Contenu de la déclaration

17.2(4)     La déclaration :

a) atteste que des services d'aide juridique ont été fournis à l'enfant du parent;

b) indique :

(i) le nom du parent de l'enfant qui a reçu des services d'aide juridique,

(ii) la valeur des services d'aide juridique fournis,

(iii) la description légale du bien-fonds visé,

(iv) l'adresse de la Société aux fins de signification.

Moment de l'enregistrement de la déclaration

17.2(5)     Le directeur général ne peut enregistrer une déclaration dans un bureau des titres fonciers que lorsque, selon le cas :

a) les poursuites relatives à l'infraction à l'égard de laquelle les services d'aide juridique ont été fournis sont terminées et les délais d'appel sont expirés;

b) l'appel interjeté a fait l'objet d'une décision définitive.

Effet de l'enregistrement

17.2(6)     Dès son enregistrement, la déclaration visée au présent article grève le domaine ou l'intérêt de la personne relatif au bien-fonds à l'égard duquel elle est enregistrée d'un privilège et d'une charge équivalant au coût de l'aide juridique fournie à son enfant.

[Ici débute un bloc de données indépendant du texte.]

//! A small ahead-of-time C compiler.
//!
//! The pipeline is a straight line: source text is lexed into tokens,
//! parsed into a typed AST while the symbol table is built, lowered to a
//! three-address IR, register-allocated, and emitted as x86-64 assembly
//! text in AT&T syntax. Each stage lives in its own module and talks to
//! the others through the shared [`context::CompilationContext`].

pub mod ast;
pub mod context;
pub mod diagnostic;
pub mod intern;
pub mod lexer;
pub mod source_manager;

/// Recursive-descent parser and declaration handling.
pub mod parser;
/// Symbol table, type system, and validation rules.
pub mod semantic;

/// Three-address intermediate representation and AST lowering.
pub mod ir;
/// Register and stack-slot assignment over the IR.
pub mod regalloc;
/// Assembly text emission.
pub mod emit;

/// Command-line driver.
pub mod driver;

/// Helpers for driving the pipeline from integration tests.
pub mod test_utils;
use hashbrown::HashMap;
use serde::Serialize;
use std::num::NonZeroU32;
use std::path::{Path, PathBuf};
use std::sync::Arc;

/// Source ID for identifying source files
#[derive(Debug, Clone, Copy, PartialEq, Eq, Hash, Serialize)]
pub struct SourceId(pub(crate) NonZeroU32);

impl std::fmt::Display for SourceId {
    fn fmt(&self, f: &mut std::fmt::Formatter<'_>) -> std::fmt::Result {
        write!(f, "SourceId({})", self.0)
    }
}

impl SourceId {
    /// create a new SourceId from a u32. panics if id is zero.
    pub(crate) fn new(id: u32) -> Self {
        SourceId(NonZeroU32::new(id).expect("SourceId must be non-zero"))
    }

    fn to_u32(self) -> u32 {
        self.0.get()
    }
}

/// Source ID and byte offset.
#[derive(Debug, Clone, Copy, PartialEq, Eq, Hash, Serialize)]
pub struct SourceLoc {
    pub source_id: SourceId,
    pub offset: u32,
}

impl Default for SourceLoc {
    fn default() -> Self {
        Self::builtin()
    }
}

impl SourceLoc {
    pub(crate) fn new(source_id: SourceId, offset: u32) -> Self {
        SourceLoc { source_id, offset }
    }

    /// built-in source location (SourceId = 1, offset = 0)
    pub(crate) fn builtin() -> Self {
        SourceLoc::new(SourceId::new(1), 0)
    }

    pub(crate) fn offset(&self) -> u32 {
        self.offset
    }
}

impl std::fmt::Display for SourceLoc {
    fn fmt(&self, f: &mut std::fmt::Formatter<'_>) -> std::fmt::Result {
        write!(f, "SourceLoc(source_id={}, offset={})", self.source_id, self.offset)
    }
}

/// Represents a range in the source file.
/// Packed representation (64 bits total):
/// - Bits 0-23: Offset (24 bits) - Max 16 MiB
/// - Bits 24-39: Length (16 bits) - Max 64 KiB
/// - Bits 40-63: SourceId (24 bits) - Max ~16M files
#[derive(Debug, Clone, Copy, PartialEq, Eq, Hash, Serialize)]
pub struct SourceSpan(u64);

impl Default for SourceSpan {
    fn default() -> Self {
        Self::empty()
    }
}

impl SourceSpan {
    const OFFSET_BITS: u64 = 24;
    const LENGTH_BITS: u64 = 16;
    const SOURCE_ID_BITS: u64 = 24;

    const OFFSET_MASK: u64 = (1 << Self::OFFSET_BITS) - 1;
    const LENGTH_MASK: u64 = (1 << Self::LENGTH_BITS) - 1;
    const SOURCE_ID_MASK: u64 = (1 << Self::SOURCE_ID_BITS) - 1;

    const LENGTH_SHIFT: u64 = Self::OFFSET_BITS;
    const SOURCE_ID_SHIFT: u64 = Self::OFFSET_BITS + Self::LENGTH_BITS;

    const MAX_OFFSET: u32 = Self::OFFSET_MASK as u32;
    const MAX_LENGTH: u32 = Self::LENGTH_MASK as u32;
    const MAX_SOURCE_ID: u32 = Self::SOURCE_ID_MASK as u32;

    pub(crate) fn new(start: SourceLoc, end: SourceLoc) -> Self {
        if start.source_id != end.source_id {
            // Cannot represent a span across two files in the packed format.
            // Degrade to a zero-length span at the start location.
            return Self::new_with_length(start.source_id, start.offset, 0);
        }

        let length = end.offset.saturating_sub(start.offset);
        Self::new_with_length(start.source_id, start.offset, length)
    }

    pub(crate) fn new_with_length(source_id: SourceId, offset: u32, length: u32) -> Self {
        let id = source_id.to_u32();
        assert!(id <= Self::MAX_SOURCE_ID, "SourceId exceeds 24-bit limit: {}", id);
        assert!(
            offset <= Self::MAX_OFFSET,
            "SourceSpan offset exceeds 16 MiB limit: {}",
            offset
        );

        let len = length.min(Self::MAX_LENGTH);

        Self((offset as u64) | ((len as u64) << Self::LENGTH_SHIFT) | ((id as u64) << Self::SOURCE_ID_SHIFT))
    }

    pub(crate) fn empty() -> Self {
        Self::new(SourceLoc::builtin(), SourceLoc::builtin())
    }

    pub(crate) fn start(&self) -> SourceLoc {
        let offset = (self.0 & Self::OFFSET_MASK) as u32;
        SourceLoc {
            source_id: self.source_id(),
            offset,
        }
    }

    pub(crate) fn end(&self) -> SourceLoc {
        let offset = (self.0 & Self::OFFSET_MASK) as u32;
        let length = ((self.0 >> Self::LENGTH_SHIFT) & Self::LENGTH_MASK) as u32;
        SourceLoc {
            source_id: self.source_id(),
            offset: offset + length,
        }
    }

    pub(crate) fn source_id(&self) -> SourceId {
        let id = ((self.0 >> Self::SOURCE_ID_SHIFT) & Self::SOURCE_ID_MASK) as u32;
        SourceId::new(id)
    }

    /// Merge two source spans into a single span covering both
    pub(crate) fn merge(self, other: SourceSpan) -> SourceSpan {
        let id1 = self.source_id();
        let id2 = other.source_id();

        if id1 != id2 {
            return self;
        }

        let start1 = self.start().offset;
        let end1 = self.end().offset;
        let start2 = other.start().offset;
        let end2 = other.end().offset;

        let min_start = start1.min(start2);
        let max_end = end1.max(end2);

        let start_loc = SourceLoc::new(id1, min_start);
        let end_loc = SourceLoc::new(id1, max_end);

        Self::new(start_loc, end_loc)
    }
}

impl std::fmt::Display for SourceSpan {
    fn fmt(&self, f: &mut std::fmt::Formatter<'_>) -> std::fmt::Result {
        write!(
            f,
            "SourceSpan(source_id={}, start={}, end={})",
            self.source_id(),
            self.start().offset,
            self.end().offset
        )
    }
}

/// File information for tracking source files
#[derive(Debug)]
pub struct FileInfo {
    pub file_id: SourceId,
    pub path: PathBuf,
    pub size: u32,
    pub(crate) buffer: Arc<[u8]>,
    pub line_starts: Vec<u32>, // Line start offsets for efficient line lookup
}

/// Manages source files and locations
pub struct SourceManager {
    file_infos: Vec<FileInfo>,
    path_to_id: HashMap<PathBuf, SourceId>,
    next_file_id: u32,
}

impl Default for SourceManager {
    fn default() -> Self {
        Self {
            file_infos: Vec::new(),
            path_to_id: HashMap::new(),
            next_file_id: 2, // Start from 2, reserve 1 for built-ins
        }
    }
}

impl SourceManager {
    pub(crate) fn new() -> Self {
        Self::default()
    }

    /// Add a file to the source manager from a file path
    /// Since we only support UTF-8, we can read directly as bytes and assume validity
    pub(crate) fn add_file_from_path(&mut self, path: &std::path::Path) -> Result<SourceId, std::io::Error> {
        let buffer = std::fs::read(path)?;
        let path_str = path.to_str().unwrap_or("<invalid-utf8>");
        Ok(self.add_buffer(buffer, path_str))
    }

    /// Add a buffer to the source manager with raw bytes (UTF-8 assumed).
    /// Line starts are computed up front so diagnostics can be rendered at any time.
    pub(crate) fn add_buffer(&mut self, buffer: Vec<u8>, path: &str) -> SourceId {
        let mut line_starts = vec![0]; // First line starts at offset 0
        for (i, &byte) in buffer.iter().enumerate() {
            if byte == b'\n' {
                line_starts.push((i + 1) as u32);
            }
        }

        let file_id = SourceId::new(self.next_file_id);
        self.next_file_id += 1;

        let size = buffer.len() as u32;
        let path_buf = PathBuf::from(path);
        self.path_to_id.insert(path_buf.clone(), file_id);

        self.file_infos.push(FileInfo {
            file_id,
            path: path_buf,
            size,
            buffer: Arc::from(buffer),
            line_starts,
        });

        file_id
    }

    /// Get the buffer for a given source ID
    /// Since SourceId is always valid (we panic if not found), we can use indexing
    /// use get_source_text to get &str from SourceSpan instead if you need text
    pub(crate) fn get_buffer(&self, source_id: SourceId) -> &[u8] {
        let id = source_id.to_u32();
        if id < 2 {
            panic!("invalid source_id {source_id}");
        }
        let info = match self.file_infos.get(id as usize - 2) {
            Some(info) => info,
            None => panic!("invalid source_id {source_id}"),
        };
        &info.buffer[..]
    }

    /// Get file info for a given source ID
    pub(crate) fn get_file_info(&self, source_id: SourceId) -> Option<&FileInfo> {
        let id = source_id.to_u32();
        if id < 2 {
            return None;
        }
        self.file_infos.get(id as usize - 2)
    }

    /// Get source ID for a given file path
    #[allow(dead_code)]
    pub(crate) fn get_file_id(&self, path: &str) -> Option<SourceId> {
        self.path_to_id.get(Path::new(path)).copied()
    }

    /// Get the source text for a given span
    /// Since we only support UTF-8, we can assume the bytes are valid UTF-8
    pub(crate) fn get_source_text(&self, span: SourceSpan) -> &str {
        let buffer = self.get_buffer(span.source_id());
        let start = span.start().offset() as usize;
        let end = span.end().offset() as usize;

        if start <= end && end <= buffer.len() {
            unsafe { std::str::from_utf8_unchecked(&buffer[start..end]) }
        } else {
            panic!("Invalid span range");
        }
    }

    /// Get the file name for a given source ID, for diagnostics
    pub(crate) fn get_file_name(&self, source_id: SourceId) -> &str {
        self.get_file_info(source_id)
            .and_then(|fi| fi.path.to_str())
            .unwrap_or("<unknown>")
    }

    /// Get line and column for a source location
    pub(crate) fn get_line_column(&self, loc: SourceLoc) -> Option<(u32, u32)> {
        let file_info = self.get_file_info(loc.source_id)?;
        let offset = loc.offset();

        let line_starts = &file_info.line_starts;
        if line_starts.is_empty() {
            // If line_starts not calculated yet, assume single line starting at 0
            return Some((1, offset + 1));
        }

        // Use partition_point which performs a binary search
        let idx = line_starts.partition_point(|&start| start <= offset);

        if idx == 0 {
            return Some((0, 1));
        }

        // idx is the index of the first element GREATER than offset.
        // The line index corresponds to the element immediately preceding usage.
        let line_idx = idx - 1;
        let line_start = line_starts[line_idx];
        let column = offset - line_start;

        Some((line_idx as u32 + 1, column + 1)) // 1-based indexing
    }
}
//! Global string interning.
//!
//! Identifiers, keywords, and string literals are interned once and
//! referred to by [`StringId`] everywhere else. Comparing two names is
//! then a pointer-sized comparison, and the id is `Copy`.

use symbol_table::GlobalSymbol;

/// An interned string. Cheap to copy and compare.
pub type StringId = GlobalSymbol;

/// Interns a string, returning its [`StringId`].
///
/// Interning the same text twice returns the same id.
pub fn intern(s: &str) -> StringId {
    GlobalSymbol::new(s)
}

/// The id of the empty string.
pub fn empty_id() -> StringId {
    intern("")
}
//! Symbol table management and scope handling.
//!
//! This module provides the core data structures and operations for managing
//! symbols and scopes during semantic analysis. It maintains a hierarchical
//! scope structure with three namespaces per scope and provides efficient
//! symbol lookup and storage. The C declaration rules themselves (merging,
//! linkage checks) live in `semantic::validate`; this module supplies the
//! mechanics they are built from.

use hashbrown::HashMap;
use std::num::NonZeroU32;

use log::debug;

use crate::ast::{NodeRef, StorageClass};
use crate::intern::StringId;
use crate::source_manager::SourceSpan;

use super::types::QualType;

/// Opaque reference to a symbol entry. Index + 1 into the entry arena.
#[derive(Debug, Clone, Copy, PartialEq, Eq, Hash)]
pub struct SymbolEntryRef(NonZeroU32);

impl SymbolEntryRef {
    #[inline]
    fn from_index(index: usize) -> Self {
        SymbolEntryRef(NonZeroU32::new(index as u32 + 1).expect("symbol arena overflow"))
    }

    #[inline]
    pub fn index(self) -> usize {
        (self.0.get() - 1) as usize
    }
}

/// Represents the definition state of a symbol entry.
#[derive(Debug, Clone, Copy, PartialEq, Eq)]
pub enum DefinitionState {
    Tentative,    // int x;
    Defined,      // int x = ...;
    DeclaredOnly, // extern int x;
}

/// Represents a resolved symbol entry from the symbol table.
/// Symbol entries are stored in an arena with SymbolEntryRef references.
#[derive(Debug, Clone)]
pub struct SymbolEntry {
    pub name: StringId,
    pub kind: SymbolKind,
    pub type_info: QualType,
    pub storage_class: Option<StorageClass>,
    pub scope_id: ScopeId, // Scope where the symbol was declared
    pub def_span: SourceSpan,
    pub def_state: DefinitionState,
    pub is_referenced: bool,
}

impl SymbolEntry {
    /// Internal linkage (file-scope static)?
    pub fn is_static(&self) -> bool {
        self.storage_class == Some(StorageClass::Static)
    }

    pub fn is_function(&self) -> bool {
        matches!(self.kind, SymbolKind::Function { .. })
    }

    pub fn is_typedef(&self) -> bool {
        matches!(self.kind, SymbolKind::Typedef)
    }
}

/// Defines the kind of symbol.
#[derive(Debug, Clone)]
pub enum SymbolKind {
    Variable {
        is_global: bool,
        initializer: Option<NodeRef>,
    },
    Function {
        is_inline: bool,
    },
    /// The aliased type is `type_info`
    Typedef,
    EnumConstant {
        value: i64,
    },
    Label {
        is_defined: bool,
        is_used: bool,
    },
    /// Struct, union, or enum tag; `type_info.ty` is the registry entry
    Tag,
}

/// Scope ID for efficient scope references
#[derive(Debug, Clone, Copy, PartialEq, Eq, Hash)]
pub struct ScopeId(NonZeroU32);

impl ScopeId {
    pub const GLOBAL: Self = Self(NonZeroU32::new(1).unwrap());

    pub fn get(self) -> u32 {
        self.0.get()
    }

    fn from_index(index: usize) -> Self {
        ScopeId(NonZeroU32::new(index as u32 + 1).expect("scope arena overflow"))
    }
}

/// Symbol namespaces in C
#[derive(Debug, Clone, Copy, PartialEq, Eq, Hash)]
pub enum Namespace {
    Ordinary, // Variables, functions, typedefs, enum constants
    Tag,      // Struct, union, and enum tags
    Label,    // Goto labels, always on the function scope
}

/// What a scope is for.
///
/// `Param` and `Local` are distinct so that an old-style parameter
/// redeclaration between `)` and `{` (handled inside the Param scope)
/// can be told apart from a body-level declaration that collides with
/// a parameter (a Local declaration shadowing into Param, an error).
#[derive(Debug, Clone, Copy, PartialEq, Eq)]
pub enum ScopeKind {
    Global,
    /// Function parameter scope, opened at `(`
    Param,
    /// The function body's outermost block
    Local,
    /// Any nested block
    Block,
}

/// Scope information
#[derive(Debug)]
pub struct Scope {
    pub parent: Option<ScopeId>,
    pub kind: ScopeKind,
    pub symbols: HashMap<StringId, SymbolEntryRef>, // Ordinary identifiers
    pub tags: HashMap<StringId, SymbolEntryRef>,    // Struct/union/enum tags
    pub labels: HashMap<StringId, SymbolEntryRef>,  // Goto labels
    pub level: u32,
}

/// Symbol table using flattened storage
#[derive(Debug)]
pub struct SymbolTable {
    pub entries: Vec<SymbolEntry>,
    pub scopes: Vec<Scope>,
    current_scope_id: ScopeId,
    /// The Param scope of the function being parsed, if any
    function_scope_id: Option<ScopeId>,
}

impl Default for SymbolTable {
    fn default() -> Self {
        Self::new()
    }
}

impl SymbolTable {
    pub fn new() -> Self {
        SymbolTable {
            entries: Vec::new(),
            scopes: vec![Scope {
                parent: None,
                kind: ScopeKind::Global,
                symbols: HashMap::new(),
                tags: HashMap::new(),
                labels: HashMap::new(),
                level: 1,
            }],
            current_scope_id: ScopeId::GLOBAL,
            function_scope_id: None,
        }
    }

    pub fn push_scope(&mut self, kind: ScopeKind) -> ScopeId {
        let parent = self.current_scope_id;
        let level = self.get_scope(parent).level + 1;
        let new_scope_id = ScopeId::from_index(self.scopes.len());
        self.scopes.push(Scope {
            parent: Some(parent),
            kind,
            symbols: HashMap::new(),
            tags: HashMap::new(),
            labels: HashMap::new(),
            level,
        });
        self.current_scope_id = new_scope_id;
        if kind == ScopeKind::Param {
            self.function_scope_id = Some(new_scope_id);
        }
        debug!("SymbolTable: pushed {:?} scope {} (level {})", kind, new_scope_id.get(), level);
        new_scope_id
    }

    pub fn pop_scope(&mut self) -> Option<ScopeId> {
        let scope = self.get_scope(self.current_scope_id);
        let parent = scope.parent?;
        if scope.kind == ScopeKind::Param {
            self.function_scope_id = None;
        }
        debug!(
            "SymbolTable: popped scope {}, back to {}",
            self.current_scope_id.get(),
            parent.get()
        );
        self.current_scope_id = parent;
        Some(parent)
    }

    pub fn current_scope(&self) -> ScopeId {
        self.current_scope_id
    }

    pub fn current_scope_kind(&self) -> ScopeKind {
        self.get_scope(self.current_scope_id).kind
    }

    pub fn at_global_scope(&self) -> bool {
        self.current_scope_id == ScopeId::GLOBAL
    }

    /// The Param scope of the function currently being parsed.
    pub fn function_scope(&self) -> Option<ScopeId> {
        self.function_scope_id
    }

    pub fn get_scope(&self, scope_id: ScopeId) -> &Scope {
        &self.scopes[scope_id.get() as usize - 1]
    }

    pub fn get_scope_mut(&mut self, scope_id: ScopeId) -> &mut Scope {
        &mut self.scopes[scope_id.get() as usize - 1]
    }

    /// Insert an entry into the current scope under `ns`.
    /// No conflict checking; callers run the declaration rules first.
    pub fn install(&mut self, name: StringId, mut entry: SymbolEntry, ns: Namespace) -> SymbolEntryRef {
        entry.scope_id = self.current_scope_id;
        let entry_ref = self.push_symbol_entry(entry);
        let scope = self.get_scope_mut(self.current_scope_id);
        match ns {
            Namespace::Ordinary => scope.symbols.insert(name, entry_ref),
            Namespace::Tag => scope.tags.insert(name, entry_ref),
            Namespace::Label => scope.labels.insert(name, entry_ref),
        };
        entry_ref
    }

    /// Walk from the current scope outward through `ns`.
    pub fn lookup_from_ns(&self, name: StringId, start_scope: ScopeId, ns: Namespace) -> Option<(SymbolEntryRef, ScopeId)> {
        let mut scope_id = start_scope;
        loop {
            let scope = self.get_scope(scope_id);
            let maybe_entry = match ns {
                Namespace::Ordinary => scope.symbols.get(&name),
                Namespace::Tag => scope.tags.get(&name),
                Namespace::Label => scope.labels.get(&name),
            };
            if let Some(&entry_ref) = maybe_entry {
                return Some((entry_ref, scope_id));
            }
            scope_id = scope.parent?;
        }
    }

    pub fn lookup(&self, name: StringId) -> Option<(SymbolEntryRef, ScopeId)> {
        self.lookup_from_ns(name, self.current_scope_id, Namespace::Ordinary)
    }

    pub fn lookup_tag(&self, name: StringId) -> Option<(SymbolEntryRef, ScopeId)> {
        self.lookup_from_ns(name, self.current_scope_id, Namespace::Tag)
    }

    pub fn lookup_in_scope_ns(&self, name: StringId, scope_id: ScopeId, ns: Namespace) -> Option<SymbolEntryRef> {
        let scope = self.get_scope(scope_id);
        match ns {
            Namespace::Ordinary => scope.symbols.get(&name).copied(),
            Namespace::Tag => scope.tags.get(&name).copied(),
            Namespace::Label => scope.labels.get(&name).copied(),
        }
    }

    /// Find an existing symbol that shares a declaration space with a
    /// new declaration of `name` in the current scope.
    ///
    /// The function body's outermost block and the parameter scope form
    /// one declaration space: `int f(int x) { int x; }` is a
    /// redefinition, not a shadow.
    pub fn conflicting_in_declaration_space(&self, name: StringId) -> Option<SymbolEntryRef> {
        if let Some(entry) = self.lookup_in_scope_ns(name, self.current_scope_id, Namespace::Ordinary) {
            return Some(entry);
        }
        let scope = self.get_scope(self.current_scope_id);
        if scope.kind == ScopeKind::Local {
            if let Some(parent) = scope.parent {
                if self.get_scope(parent).kind == ScopeKind::Param {
                    return self.lookup_in_scope_ns(name, parent, Namespace::Ordinary);
                }
            }
        }
        None
    }

    fn push_symbol_entry(&mut self, entry: SymbolEntry) -> SymbolEntryRef {
        let entry_ref = SymbolEntryRef::from_index(self.entries.len());
        self.entries.push(entry);
        entry_ref
    }

    pub fn entry(&self, r: SymbolEntryRef) -> &SymbolEntry {
        &self.entries[r.index()]
    }

    pub fn entry_mut(&mut self, r: SymbolEntryRef) -> &mut SymbolEntry {
        &mut self.entries[r.index()]
    }

    pub fn mark_referenced(&mut self, r: SymbolEntryRef) {
        self.entries[r.index()].is_referenced = true;
    }

    // === Labels ===
    //
    // Labels have function scope regardless of block depth, so they
    // always live on the enclosing Param scope's label map.

    /// Labels carry no meaningful type. Registry index 0 is always Void.
    fn label_placeholder_type() -> QualType {
        QualType::unqualified(crate::semantic::types::TypeRef::from_index(0))
    }

    /// Record a label definition. Returns the previous entry if the
    /// label was already defined.
    pub fn define_label(&mut self, name: StringId, span: SourceSpan) -> Result<SymbolEntryRef, SymbolEntryRef> {
        let scope_id = self.function_scope_id.expect("label outside of function");
        if let Some(existing_ref) = self.lookup_in_scope_ns(name, scope_id, Namespace::Label) {
            let existing = self.entry_mut(existing_ref);
            if let SymbolKind::Label { is_defined, .. } = &mut existing.kind {
                if *is_defined {
                    return Err(existing_ref);
                }
                *is_defined = true;
                existing.def_span = span;
                return Ok(existing_ref);
            }
        }
        let entry = SymbolEntry {
            name,
            kind: SymbolKind::Label {
                is_defined: true,
                is_used: false,
            },
            type_info: Self::label_placeholder_type(),
            storage_class: None,
            scope_id,
            def_span: span,
            def_state: DefinitionState::Defined,
            is_referenced: false,
        };
        Ok(self.install_in_scope(name, entry, scope_id, Namespace::Label))
    }

    /// Record a `goto` use of a label, creating a forward entry if needed.
    pub fn use_label(&mut self, name: StringId, span: SourceSpan) -> SymbolEntryRef {
        let scope_id = self.function_scope_id.expect("goto outside of function");
        if let Some(existing_ref) = self.lookup_in_scope_ns(name, scope_id, Namespace::Label) {
            if let SymbolKind::Label { is_used, .. } = &mut self.entry_mut(existing_ref).kind {
                *is_used = true;
            }
            return existing_ref;
        }
        let entry = SymbolEntry {
            name,
            kind: SymbolKind::Label {
                is_defined: false,
                is_used: true,
            },
            type_info: Self::label_placeholder_type(),
            storage_class: None,
            scope_id,
            def_span: span,
            def_state: DefinitionState::DeclaredOnly,
            is_referenced: false,
        };
        self.install_in_scope(name, entry, scope_id, Namespace::Label)
    }

    /// Labels used by a `goto` but never defined in the function.
    pub fn undefined_labels(&self) -> Vec<SymbolEntryRef> {
        let Some(scope_id) = self.function_scope_id else {
            return Vec::new();
        };
        let mut result: Vec<SymbolEntryRef> = self
            .get_scope(scope_id)
            .labels
            .values()
            .copied()
            .filter(|&r| {
                matches!(
                    self.entry(r).kind,
                    SymbolKind::Label {
                        is_defined: false,
                        is_used: true
                    }
                )
            })
            .collect();
        result.sort_by_key(|r| r.index());
        result
    }

    fn install_in_scope(
        &mut self,
        name: StringId,
        mut entry: SymbolEntry,
        scope_id: ScopeId,
        ns: Namespace,
    ) -> SymbolEntryRef {
        entry.scope_id = scope_id;
        let entry_ref = self.push_symbol_entry(entry);
        let scope = self.get_scope_mut(scope_id);
        match ns {
            Namespace::Ordinary => scope.symbols.insert(name, entry_ref),
            Namespace::Tag => scope.tags.insert(name, entry_ref),
            Namespace::Label => scope.labels.insert(name, entry_ref),
        };
        entry_ref
    }

    /// File-scope symbols in declaration order, for the unused pass
    /// and data emission.
    pub fn global_symbols(&self) -> impl Iterator<Item = (SymbolEntryRef, &SymbolEntry)> {
        self.entries
            .iter()
            .enumerate()
            .map(|(i, e)| (SymbolEntryRef::from_index(i), e))
            .filter(|(_, e)| e.scope_id == ScopeId::GLOBAL)
    }
}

Toutefois, elle n'a pas pour effet de séparer une tenance conjointe ni de porter atteinte aux droits prévus par la Loi sur la propriété familiale.

Application

17.2(7)     Les paragraphes 17.1(3) et (5) s'appliquent, avec les adaptations nécessaires, aux déclarations enregistrées sous le régime du présent article.

Disposition transitoire

4           La déclaration visée à l'article 17.2, édicté par l'article 3 de la présente loi, ne peut être enregistrée qu'à l'égard de l'aide juridique fournie à la suite d'une ordonnance rendue en vertu de l'article 25 de la Loi sur le système de justice pénale pour les adolescents (Canada) après l'entrée en vigueur de la présente loi.

Entrée en vigueur

5           La présente loi entre en vigueur le jour de sa sanction.

Note explicative

Le présent projet de loi autorise la Société d'aide juridique du Manitoba à enregistrer une déclaration à l'égard d'un bien-fonds appartenant à un parent qui n'a pas recours aux services d'un avocat pour son enfant accusé d'une infraction. La Société ne pourra toutefois enregistrer la déclaration que si elle fournit des services juridiques à l'enfant à la suite d'une ordonnance rendue sous le régime de la Loi sur le système de justice pénale pour les adolescents (Canada) même si celui-ci n'est pas admissible à l'aide juridique. La déclaration grève le bien-fonds d'un privilège équivalant à la valeur des services juridiques fournis à l'enfant.